Exercise instructions:
Go over the entries below line by line, copying each one that contains the word "Review".

################

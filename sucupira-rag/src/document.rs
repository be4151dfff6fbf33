//! Data types for ingestion rows, indexed documents, and search results.

use std::collections::HashMap;
use std::fmt;

use serde::{Deserialize, Serialize};

/// Rendering of an absent metadata value.
pub const MISSING: &str = "N/A";

/// A scalar metadata value.
#[derive(Debug, Clone, PartialEq, Serialize, Deserialize)]
#[serde(untagged)]
pub enum MetadataValue {
    Text(String),
    /// Always finite once stored in [`Metadata`].
    Number(f64),
    /// The source had no value; rendered as [`MISSING`].
    Missing,
}

impl fmt::Display for MetadataValue {
    fn fmt(&self, f: &mut fmt::Formatter<'_>) -> fmt::Result {
        match self {
            MetadataValue::Text(text) => f.write_str(text),
            MetadataValue::Number(n) if n.is_finite() && n.fract() == 0.0 => write!(f, "{n:.0}"),
            MetadataValue::Number(n) => write!(f, "{n}"),
            MetadataValue::Missing => f.write_str(MISSING),
        }
    }
}

impl From<&str> for MetadataValue {
    fn from(value: &str) -> Self {
        MetadataValue::Text(value.to_string())
    }
}

impl From<String> for MetadataValue {
    fn from(value: String) -> Self {
        MetadataValue::Text(value)
    }
}

impl MetadataValue {
    /// NaN and infinities have no JSON form; they are kept as `Missing`.
    fn normalized(self) -> Self {
        match self {
            MetadataValue::Number(n) if !n.is_finite() => MetadataValue::Missing,
            other => other,
        }
    }
}

impl From<f64> for MetadataValue {
    fn from(value: f64) -> Self {
        MetadataValue::Number(value).normalized()
    }
}

impl From<Option<&str>> for MetadataValue {
    fn from(value: Option<&str>) -> Self {
        value.map_or(MetadataValue::Missing, MetadataValue::from)
    }
}

/// Ordered field name → value mapping with unique keys.
#[derive(Debug, Clone, Default, PartialEq, Serialize, Deserialize)]
#[serde(transparent)]
pub struct Metadata(Vec<(String, MetadataValue)>);

impl Metadata {
    pub fn new() -> Self {
        Self::default()
    }

    /// Insert a value. An existing key keeps its position and gets the new value.
    ///
    /// A non-finite number is stored as [`MetadataValue::Missing`].
    pub fn insert(&mut self, key: impl Into<String>, value: impl Into<MetadataValue>) {
        let key = key.into();
        let value = value.into().normalized();
        match self.0.iter_mut().find(|(k, _)| *k == key) {
            Some((_, slot)) => *slot = value,
            None => self.0.push((key, value)),
        }
    }

    pub fn with(mut self, key: impl Into<String>, value: impl Into<MetadataValue>) -> Self {
        self.insert(key, value);
        self
    }

    pub fn get(&self, key: &str) -> Option<&MetadataValue> {
        self.0.iter().find(|(k, _)| k == key).map(|(_, v)| v)
    }

    /// The value for `key` rendered for display, [`MISSING`] when absent.
    pub fn display(&self, key: &str) -> String {
        self.get(key).map_or_else(|| MISSING.to_string(), ToString::to_string)
    }

    pub fn iter(&self) -> impl Iterator<Item = (&str, &MetadataValue)> {
        self.0.iter().map(|(k, v)| (k.as_str(), v))
    }

    pub fn len(&self) -> usize {
        self.0.len()
    }

    pub fn is_empty(&self) -> bool {
        self.0.is_empty()
    }

    /// Keys must be unique; used when validating snapshots.
    pub(crate) fn has_unique_keys(&self) -> bool {
        self.0.iter().enumerate().all(|(i, (k, _))| self.0[..i].iter().all(|(other, _)| other != k))
    }
}

impl<K: Into<String>, V: Into<MetadataValue>> FromIterator<(K, V)> for Metadata {
    fn from_iter<I: IntoIterator<Item = (K, V)>>(iter: I) -> Self {
        let mut metadata = Metadata::new();
        for (k, v) in iter {
            metadata.insert(k, v);
        }
        metadata
    }
}

/// One row of the tabular source.
///
/// A field that is absent from the row is different from a field that is
/// present with a null value (`None`).
#[derive(Debug, Clone, Default, PartialEq, Serialize, Deserialize)]
pub struct Record {
    fields: HashMap<String, Option<String>>,
}

impl Record {
    pub fn new() -> Self {
        Self::default()
    }

    pub fn with(mut self, field: impl Into<String>, value: impl Into<String>) -> Self {
        self.fields.insert(field.into(), Some(value.into()));
        self
    }

    pub fn with_null(mut self, field: impl Into<String>) -> Self {
        self.fields.insert(field.into(), None);
        self
    }

    /// `None` if the field is absent, `Some(None)` if it is null.
    pub fn get(&self, field: &str) -> Option<Option<&str>> {
        self.fields.get(field).map(|v| v.as_deref())
    }
}

impl<K: Into<String>, V: Into<String>> FromIterator<(K, V)> for Record {
    fn from_iter<I: IntoIterator<Item = (K, V)>>(iter: I) -> Self {
        Self { fields: iter.into_iter().map(|(k, v)| (k.into(), Some(v.into()))).collect() }
    }
}

/// The unit of retrievable content held by an index.
///
/// Documents are created by the index on insertion; the embedding is a
/// derived attribute and cannot be changed afterwards.
#[derive(Debug, Clone, PartialEq, Serialize, Deserialize)]
pub struct Document {
    id: String,
    text: String,
    metadata: Metadata,
    embedding: Vec<f32>,
}

impl Document {
    pub(crate) fn new(id: String, item: NewDocument) -> Self {
        Self { id, text: item.text, metadata: item.metadata, embedding: item.embedding }
    }

    pub fn id(&self) -> &str {
        &self.id
    }

    pub fn text(&self) -> &str {
        &self.text
    }

    pub fn metadata(&self) -> &Metadata {
        &self.metadata
    }

    pub fn embedding(&self) -> &[f32] {
        &self.embedding
    }
}

/// A `(text, metadata, embedding)` triple awaiting insertion.
#[derive(Debug, Clone, PartialEq)]
pub struct NewDocument {
    pub text: String,
    pub metadata: Metadata,
    pub embedding: Vec<f32>,
}

impl NewDocument {
    pub fn new(text: impl Into<String>, metadata: Metadata, embedding: Vec<f32>) -> Self {
        Self { text: text.into(), metadata, embedding }
    }
}

/// A retrieved [`Document`] paired with its score.
///
/// Whether a higher or lower score is closer depends on the index
/// [`Metric`](crate::Metric).
#[derive(Debug, Clone, PartialEq, Serialize, Deserialize)]
pub struct SearchResult {
    pub document: Document,
    pub score: f32,
}

impl SearchResult {
    /// The document text cut to at most `max_chars` characters.
    pub fn snippet(&self, max_chars: usize) -> String {
        snippet(self.document.text(), max_chars)
    }
}

/// The query-time view of a result: metadata, text snippet, score.
#[derive(Debug, Clone, PartialEq, Serialize, Deserialize)]
pub struct SearchHit {
    pub metadata: Metadata,
    pub snippet: String,
    pub score: f32,
}

fn snippet(text: &str, max_chars: usize) -> String {
    match text.char_indices().nth(max_chars) {
        Some((cut, _)) => format!("{}...", &text[..cut]),
        None => text.to_string(),
    }
}

#[cfg(test)]
mod tests {
    use super::*;

    #[test]
    fn metadata_keeps_insertion_order_and_replaces_in_place() {
        let mut metadata = Metadata::new()
            .with("Title", "Arts Quarterly")
            .with("ISSN", "3333-3333")
            .with("Stratum", MetadataValue::Missing);
        metadata.insert("Title", "Arts Quarterly Review");

        let keys: Vec<&str> = metadata.iter().map(|(k, _)| k).collect();
        assert_eq!(keys, ["Title", "ISSN", "Stratum"]);
        assert_eq!(metadata.display("Title"), "Arts Quarterly Review");
        assert_eq!(metadata.display("Stratum"), MISSING);
        assert_eq!(metadata.display("Publisher"), MISSING);
    }

    #[test]
    fn whole_numbers_render_without_fraction() {
        assert_eq!(MetadataValue::Number(2019.0).to_string(), "2019");
        assert_eq!(MetadataValue::Number(0.5).to_string(), "0.5");
    }

    #[test]
    fn non_finite_numbers_are_stored_as_missing() {
        let metadata = Metadata::new()
            .with("Year", 2019.0)
            .with("Impact", f64::NAN)
            .with("Citations", MetadataValue::Number(f64::INFINITY));
        assert_eq!(metadata.get("Impact"), Some(&MetadataValue::Missing));
        assert_eq!(metadata.get("Citations"), Some(&MetadataValue::Missing));

        let json = serde_json::to_string(&metadata).unwrap();
        let back: Metadata = serde_json::from_str(&json).unwrap();
        assert_eq!(back, metadata);
    }

    #[test]
    fn record_distinguishes_absent_from_null() {
        let record = Record::new().with("Title", "Medical Review").with_null("ISSN");
        assert_eq!(record.get("Title"), Some(Some("Medical Review")));
        assert_eq!(record.get("ISSN"), Some(None));
        assert_eq!(record.get("Area"), None);
    }

    #[test]
    fn snippet_cuts_on_char_boundaries() {
        assert_eq!(snippet("Área de Avaliação", 4), "Área...");
        assert_eq!(snippet("short", 10), "short");
    }

    #[test]
    fn metadata_round_trips_through_json() {
        let metadata = Metadata::new().with("Title", "X").with("Year", 2020.0).with("ISSN", None::<&str>);
        let json = serde_json::to_string(&metadata).unwrap();
        let back: Metadata = serde_json::from_str(&json).unwrap();
        assert_eq!(back, metadata);
    }
}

################

Answer to this problem:
        metadata.insert("Title", "Arts Quarterly Review");
        assert_eq!(metadata.display("Title"), "Arts Quarterly Review");
        let record = Record::new().with("Title", "Medical Review").with_null("ISSN");
        assert_eq!(record.get("Title"), Some(Some("Medical Review")));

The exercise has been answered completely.